IndiGo cites data to defend ‘refusal’
Body of an HIV-positive child from Assam was allegedly refused transportation at Chennai airport
- Published 9.07.19, 1:46 AM
- Updated 9.07.19, 1:46 AM
- 2 mins read
The customer relations wing of IndiGo (InterGlobe Aviation Ltd), in an email to The Telegraph on Monday, spoke of “scientific evidence” that “infectious HIV has been recovered from human corpses between 11 to 16 days after death in bodies”.
This follows a mail to the airlines for a response to an incident at Chennai airport where the body of an HIV-positive child from Assam was allegedly refused transportation.
The email said the “HIV virus falls under category A of dangerous goods, which is forbidden in pax and cargo aircraft”.
The airlines cited a policy of the National AIDS Control Organisation (Naco), saying, “According to the Naco policy, infectious HIV has been recovered from human corpses between 11 and 16 days after death in bodies stored at the usual mortuary temperature of 2 degrees Celsius (unlike other virus and bacteria). It is unclear how long infectious HIV may persist in corpses left to decay at normal room temperature, but HIV has been cultured from organs stored at 20 degrees Celsius up to 14 days.”

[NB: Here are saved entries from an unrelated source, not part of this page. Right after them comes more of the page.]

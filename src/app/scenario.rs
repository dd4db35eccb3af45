//! JSON scenarios replayed by `pflow run`.
//!
//! A scenario carries an optional engine config, a set of definitions and an
//! ordered list of steps. Payloads are arbitrary JSON values; definitions can
//! declare a `require_fields` validate hook and a `pick` transform hook.

use anyhow::{Context as _, Result};
use serde::{Deserialize, Serialize};
use serde_json::Value;
use std::path::Path;
use std::sync::{Arc, Mutex, PoisonError};
use tracing::{debug, warn};

use crate::app::config::EngineConfig;
use crate::app::dto::{EventRecord, GraphSnapshot, ScanSummary};
use crate::app::engine::FlowEngine;
use crate::domain::definition::DependencyDefinition;
use crate::domain::edge::DependencyOptions;
use crate::domain::error::{FlowError, FlowResult};
use crate::domain::events::FlowEvent;
use crate::domain::types::{DataType, DependencyId, InstanceId, Role, SyncStrategy};

#[derive(Debug, Clone, Default, Deserialize)]
pub struct Scenario {
    #[serde(default)]
    pub config: Option<EngineConfig>,
    #[serde(default)]
    pub definitions: Vec<DefinitionSpec>,
    #[serde(default)]
    pub steps: Vec<Step>,
}

impl Scenario {
    pub fn load(path: &Path) -> Result<Self> {
        let content = std::fs::read_to_string(path)
            .with_context(|| format!("Failed to read scenario file: {}", path.display()))?;
        serde_json::from_str(&content)
            .with_context(|| format!("Failed to parse scenario file: {}", path.display()))
    }
}

fn default_true() -> bool {
    true
}

#[derive(Debug, Clone, Deserialize)]
pub struct DefinitionSpec {
    pub id: String,
    pub owner: String,
    pub data_type: String,
    pub role: Role,
    #[serde(default)]
    pub required: bool,
    #[serde(default)]
    pub sync: SyncStrategy,
    #[serde(default = "default_true")]
    pub one_to_many: bool,
    #[serde(default = "default_true")]
    pub many_to_one: bool,
    #[serde(default)]
    pub allow_multiple: bool,
    #[serde(default)]
    pub priority: i32,
    /// Payload must be an object carrying all of these keys
    #[serde(default)]
    pub require_fields: Vec<String>,
    /// Keep only these keys of an object payload
    #[serde(default)]
    pub pick: Option<Vec<String>>,
}

impl DefinitionSpec {
    pub fn into_definition(self) -> DependencyDefinition<Value> {
        let mut def = DependencyDefinition::new(self.id, self.owner, self.data_type, self.role)
            .required(self.required)
            .sync(self.sync)
            .one_to_many(self.one_to_many)
            .many_to_one(self.many_to_one)
            .allow_multiple(self.allow_multiple)
            .priority(self.priority);
        if !self.require_fields.is_empty() {
            let fields = self.require_fields;
            def = def.with_validate(move |v: &Value| {
                v.as_object()
                    .is_some_and(|obj| fields.iter().all(|f| obj.contains_key(f)))
            });
        }
        if let Some(keys) = self.pick {
            def = def.with_transform(move |v: &Value| match v.as_object() {
                Some(obj) => Value::Object(
                    obj.iter()
                        .filter(|(k, _)| keys.contains(k))
                        .map(|(k, v)| (k.clone(), v.clone()))
                        .collect(),
                ),
                None => v.clone(),
            });
        }
        def
    }
}

/// Addresses one edge by its endpoints.
#[derive(Debug, Clone, Deserialize)]
pub struct EdgeRef {
    pub provider: String,
    pub consumer: String,
    pub data_type: String,
}

#[derive(Debug, Clone, Deserialize)]
#[serde(tag = "op", rename_all = "snake_case")]
pub enum Step {
    RegisterDefinition(DefinitionSpec),
    RegisterInstance {
        instance: String,
        panel: String,
        component: String,
    },
    Activate {
        instance: String,
    },
    Deactivate {
        instance: String,
    },
    UnregisterInstance {
        instance: String,
    },
    ClosePanel {
        panel: String,
    },
    Scan,
    AcceptSuggestions,
    Push {
        provider: String,
        data_type: String,
        data: Value,
    },
    Request {
        consumer: String,
        provider: String,
        data_type: String,
    },
    Connect {
        provider: String,
        consumer: String,
        data_type: String,
        #[serde(default)]
        options: DependencyOptions,
    },
    Disconnect(EdgeRef),
    Suspend(EdgeRef),
    Resume(EdgeRef),
}

impl Step {
    fn op(&self) -> &'static str {
        match self {
            Step::RegisterDefinition(_) => "register_definition",
            Step::RegisterInstance { .. } => "register_instance",
            Step::Activate { .. } => "activate",
            Step::Deactivate { .. } => "deactivate",
            Step::UnregisterInstance { .. } => "unregister_instance",
            Step::ClosePanel { .. } => "close_panel",
            Step::Scan => "scan",
            Step::AcceptSuggestions => "accept_suggestions",
            Step::Push { .. } => "push",
            Step::Request { .. } => "request",
            Step::Connect { .. } => "connect",
            Step::Disconnect(_) => "disconnect",
            Step::Suspend(_) => "suspend",
            Step::Resume(_) => "resume",
        }
    }
}

#[derive(Debug, Clone, Serialize)]
pub struct StepOutcome {
    pub index: usize,
    pub op: &'static str,
    pub ok: bool,
    #[serde(skip_serializing_if = "Value::is_null")]
    pub result: Value,
    #[serde(skip_serializing_if = "Option::is_none")]
    pub error: Option<String>,
}

#[derive(Debug, Clone, Serialize)]
pub struct ScenarioReport {
    pub steps: Vec<StepOutcome>,
    pub events: Vec<EventRecord>,
    pub graph: GraphSnapshot,
}

impl ScenarioReport {
    pub fn failed_steps(&self) -> usize {
        self.steps.iter().filter(|s| !s.ok).count()
    }
}

/// Build the engine a scenario runs against. `overrides` wins over the
/// scenario's embedded config.
pub fn build_engine(scenario: &Scenario, overrides: Option<EngineConfig>) -> FlowEngine<Value> {
    let config = overrides.or(scenario.config).unwrap_or_default();
    let engine = FlowEngine::new(config);
    for spec in &scenario.definitions {
        engine.register_definition(spec.clone().into_definition());
    }
    engine
}

/// Replay every step. A failing step is recorded and the run continues.
pub fn run_scenario(scenario: &Scenario, engine: &FlowEngine<Value>) -> ScenarioReport {
    let events = Arc::new(Mutex::new(Vec::new()));
    let sink = Arc::clone(&events);
    let subscription = engine.on_any(move |event: &FlowEvent<Value>| {
        sink.lock()
            .unwrap_or_else(PoisonError::into_inner)
            .push(record(event));
        Ok(())
    });

    let mut steps = Vec::with_capacity(scenario.steps.len());
    for (index, step) in scenario.steps.iter().enumerate() {
        let op = step.op();
        let outcome = match apply(engine, step) {
            Ok(result) => StepOutcome {
                index,
                op,
                ok: true,
                result,
                error: None,
            },
            Err(e) => {
                warn!(index, op, error = %e, "scenario step failed");
                StepOutcome {
                    index,
                    op,
                    ok: false,
                    result: Value::Null,
                    error: Some(e.to_string()),
                }
            }
        };
        steps.push(outcome);
    }
    subscription.unsubscribe();

    let events = std::mem::take(&mut *events.lock().unwrap_or_else(PoisonError::into_inner));
    debug!(steps = steps.len(), events = events.len(), "scenario finished");
    ScenarioReport {
        steps,
        events,
        graph: engine.snapshot(),
    }
}

fn apply(engine: &FlowEngine<Value>, step: &Step) -> FlowResult<Value> {
    let value = match step {
        Step::RegisterDefinition(spec) => {
            engine.register_definition(spec.clone().into_definition());
            Value::Null
        }
        Step::RegisterInstance {
            instance,
            panel,
            component,
        } => {
            engine.register_instance(instance.as_str(), panel.as_str(), component.as_str());
            Value::Null
        }
        Step::Activate { instance } => {
            engine.set_active(&InstanceId::from(instance.as_str()), true)?;
            Value::Null
        }
        Step::Deactivate { instance } => {
            engine.set_active(&InstanceId::from(instance.as_str()), false)?;
            Value::Null
        }
        Step::UnregisterInstance { instance } => {
            let removed = engine.unregister_instance(&InstanceId::from(instance.as_str()))?;
            serde_json::json!({ "removed_edges": removed })
        }
        Step::ClosePanel { panel } => {
            let closed = engine.close_panel(&panel.as_str().into());
            serde_json::json!({ "closed": closed })
        }
        Step::Scan => json(&ScanSummary::from(&engine.scan())),
        Step::AcceptSuggestions => {
            let mut created = Vec::new();
            for suggestion in engine.pending_suggestions() {
                created.push(engine.accept_suggestion(&suggestion)?.to_string());
            }
            serde_json::json!({ "created": created })
        }
        Step::Push {
            provider,
            data_type,
            data,
        } => {
            let delivered = engine.update_data(
                &provider.as_str().into(),
                &data_type.as_str().into(),
                data.clone(),
            );
            serde_json::json!({ "delivered": ids(&delivered) })
        }
        Step::Request {
            consumer,
            provider,
            data_type,
        } => {
            let id = engine.request_data(
                &consumer.as_str().into(),
                &provider.as_str().into(),
                &data_type.as_str().into(),
            )?;
            edge_state(engine, id)
        }
        Step::Connect {
            provider,
            consumer,
            data_type,
            options,
        } => {
            let id = engine.create_dependency(
                &provider.as_str().into(),
                &consumer.as_str().into(),
                &data_type.as_str().into(),
                options.clone(),
            )?;
            edge_state(engine, id)
        }
        Step::Disconnect(edge) => {
            let id = resolve(engine, edge)?;
            serde_json::json!({ "removed": engine.remove_dependency(id) })
        }
        Step::Suspend(edge) => {
            let id = resolve(engine, edge)?;
            engine.suspend(id)?;
            edge_state(engine, id)
        }
        Step::Resume(edge) => {
            let id = resolve(engine, edge)?;
            engine.resume(id)?;
            edge_state(engine, id)
        }
    };
    Ok(value)
}

fn resolve(engine: &FlowEngine<Value>, edge: &EdgeRef) -> FlowResult<DependencyId> {
    let provider = InstanceId::from(edge.provider.as_str());
    let consumer = InstanceId::from(edge.consumer.as_str());
    let data_type = DataType::from(edge.data_type.as_str());
    engine
        .find_dependency(&provider, &consumer, &data_type)
        .map(|d| d.id)
        .ok_or(FlowError::MissingEdge {
            provider,
            consumer,
            data_type,
        })
}

fn edge_state(engine: &FlowEngine<Value>, id: DependencyId) -> Value {
    serde_json::json!({
        "id": id.to_string(),
        "status": engine.status(id),
    })
}

fn ids(ids: &[DependencyId]) -> Vec<String> {
    ids.iter().map(ToString::to_string).collect()
}

fn json<T: Serialize>(value: &T) -> Value {
    serde_json::to_value(value).unwrap_or(Value::Null)
}

fn record(event: &FlowEvent<Value>) -> EventRecord {
    let kind = format!("{:?}", event.kind());
    let detail = match event {
        FlowEvent::DataUpdated {
            dependency_id,
            data,
            ..
        } => format!("{dependency_id} <- {data}"),
        FlowEvent::StatusChanged {
            dependency_id,
            from,
            to,
            ..
        } => format!("{dependency_id}: {from} -> {to}"),
        FlowEvent::DependencyCreated {
            dependency_id,
            provider_id,
            consumer_id,
            data_type,
        }
        | FlowEvent::DependencyRemoved {
            dependency_id,
            provider_id,
            consumer_id,
            data_type,
        } => format!("{dependency_id}: {provider_id} -> {consumer_id} ({data_type})"),
        FlowEvent::ConnectionSuggested {
            provider_id,
            consumer_id,
            data_type,
        } => format!("{provider_id} -> {consumer_id} ({data_type})"),
        FlowEvent::InstanceChanged {
            instance_id,
            panel_id,
            state,
        } => format!("{instance_id}@{panel_id}: {state:?}"),
    };
    EventRecord { kind, detail }
}

#[cfg(test)]
mod tests {
    use super::*;
    use crate::domain::types::ConnectionStatus;

    const EMAIL: &str = r#"{
        "definitions": [
            {"id": "list", "owner": "EmailList", "data_type": "email", "role": "provider"},
            {"id": "detail", "owner": "EmailDetail", "data_type": "email", "role": "consumer",
             "require_fields": ["id"], "pick": ["id", "subject"]}
        ],
        "steps": [
            {"op": "register_instance", "instance": "list-1", "panel": "left", "component": "EmailList"},
            {"op": "register_instance", "instance": "detail-1", "panel": "right", "component": "EmailDetail"},
            {"op": "activate", "instance": "list-1"},
            {"op": "activate", "instance": "detail-1"},
            {"op": "scan"},
            {"op": "push", "provider": "list-1", "data_type": "email",
             "data": {"id": 7, "subject": "hi", "body": "long"}}
        ]
    }"#;

    #[test]
    fn test_email_scenario_delivers_picked_payload() {
        let scenario: Scenario = serde_json::from_str(EMAIL).unwrap();
        let engine = build_engine(&scenario, None);
        let report = run_scenario(&scenario, &engine);

        assert_eq!(report.failed_steps(), 0);
        let dep = &report.graph.dependencies[0];
        assert_eq!(dep.status, ConnectionStatus::Ready);
        assert_eq!(
            dep.value,
            Some(serde_json::json!({"id": 7, "subject": "hi"}))
        );
        assert!(report.events.iter().any(|e| e.kind == "ConnectionSuggested"));
        assert!(report.events.iter().any(|e| e.kind == "DataUpdated"));
    }

    #[test]
    fn test_rejected_payload_marks_error() {
        let mut scenario: Scenario = serde_json::from_str(EMAIL).unwrap();
        scenario.steps.push(Step::Push {
            provider: "list-1".into(),
            data_type: "email".into(),
            data: serde_json::json!({"subject": "no id"}),
        });
        let engine = build_engine(&scenario, None);
        let report = run_scenario(&scenario, &engine);
        let dep = &report.graph.dependencies[0];
        assert_eq!(dep.status, ConnectionStatus::Error);
        assert_eq!(dep.rejected, 1);
        // last accepted value is retained
        assert_eq!(dep.updates, 1);
    }

    #[test]
    fn test_failing_step_does_not_abort_run() {
        let scenario: Scenario = serde_json::from_str(
            r#"{"steps": [
                {"op": "activate", "instance": "ghost"},
                {"op": "scan"}
            ]}"#,
        )
        .unwrap();
        let engine = build_engine(&scenario, None);
        let report = run_scenario(&scenario, &engine);
        assert_eq!(report.failed_steps(), 1);
        assert!(report.steps[1].ok);
    }
}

It added, “In this context, it is recommended not to carry humans affected by the HIV virus. In addition, the HIV virus falls under category A of dangerous goods, which is forbidden in pax and cargo aircraft. According to the IATA Dangerous Goods Regulations (DGR) manual UN ID 2814, it is forbidden to accept HIV-infected (human retrovirus) on passenger aircraft.”
AIDS activist Jahnabi Goswami slammed the airline for posting “blatant lies”.
She said the airline was excusing itself for its “discriminatory” behaviour and “using the Naco policy as a cover to hide from the truth”.
She said there was “no such Naco policy” and was mulling a letter to the ministry of civil aviation to highlight the point that such “discriminatory” behaviour may be repeated by other private airlines.
“We all know how HIV is transmitted. There are no restrictions in conducting a post-mortem on HIV-positive bodies. There are dos and don’ts in handling bodies. A body shouldn’t be touched with bare hands. I will write a letter to the ministry of aviation. Such an incident may be repeated by other airlines,” she said.
The Telegraph contacted a Naco official in Delhi who said, “What the airline stated is scientific evidence and not Naco policy. The virus does not spread through the air. What the airline stated is, in fact, related to blood and blood-related products. It is out of context. Will an HIV-positive person be considered dangerous? Just because an HIV-positive person is carrying the virus that doesn’t mean we will prevent that person from coming close to us. Naco has no policy in cases outside its purview. This is within the purview of the aviation sector.”
The email mentioned that on June, 28 a cargo staff received a call from an ambulance company to confirm whether the airline accepts the body of an HIV-infected baby. The staff called back conveying that he will not be able to accept the body.